### THE PROBLEM
Return, from the listing that follows, each line containing the word "retry".

── SUPPLIED MATERIAL

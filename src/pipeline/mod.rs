//! Incremental extraction pipeline
//!
//! `Pipeline::run` walks the prioritized collections, filters out chunks the
//! store has already ledgered, and hands the rest to the batch scheduler.
//! Each chunk is fetched, extracted, resolved and committed on its own, so a
//! failure never reaches beyond the chunk that caused it.

mod budget;
mod coordinator;
mod retry;
mod scheduler;
mod stats;

pub use budget::{Budget, CancellationToken};
pub use coordinator::{Pipeline, RunRequest};
pub use retry::{RetryOutcome, RetryPolicy, Retryable};
pub use scheduler::{BatchScheduler, ChunkReport, ScheduleReport, SchedulerSettings};
pub use stats::{CollectionStats, RunStats};

use crate::config::ConfigError;
use crate::extract::ExtractError;
use crate::source::SourceError;
use crate::storage::{GraphStore, StorageError, StorageResult};
use std::sync::Arc;
use thiserror::Error;

/// Why a single chunk was not committed
#[derive(Debug, Error)]
pub enum ChunkError {
    #[error("fetch failed: {0}")]
    Fetch(#[source] SourceError),

    /// Unusable model output; the chunk stays a candidate
    #[error("unusable extraction output: {0}")]
    Parse(String),

    #[error("extraction failed after {attempts} attempt(s): {source}")]
    Extraction { attempts: u32, source: ExtractError },

    #[error("persistence failed after {attempts} attempt(s): {source}")]
    Persistence { attempts: u32, source: StorageError },

    #[error("chunk task aborted: {0}")]
    Aborted(String),
}

/// Failures that abort a whole run
#[derive(Debug, Error)]
pub enum PipelineError {
    #[error("Run lock for pipeline '{pipeline}' is held by {holder}")]
    RunLockHeld { pipeline: String, holder: String },

    #[error("Persistence store unavailable: {0}")]
    StoreUnavailable(#[source] StorageError),

    #[error(transparent)]
    Config(#[from] ConfigError),
}

/// Run a synchronous store call on the blocking pool
pub(crate) async fn with_store<T, F>(store: &Arc<dyn GraphStore>, f: F) -> StorageResult<T>
where
    F: FnOnce(&dyn GraphStore) -> StorageResult<T> + Send + 'static,
    T: Send + 'static,
{
    let store = Arc::clone(store);
    tokio::task::spawn_blocking(move || f(store.as_ref()))
        .await
        .map_err(|e| StorageError::Task(e.to_string()))?
}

────

### EXERCISE OUTPUT
mod retry;
pub use retry::{RetryOutcome, RetryPolicy, Retryable};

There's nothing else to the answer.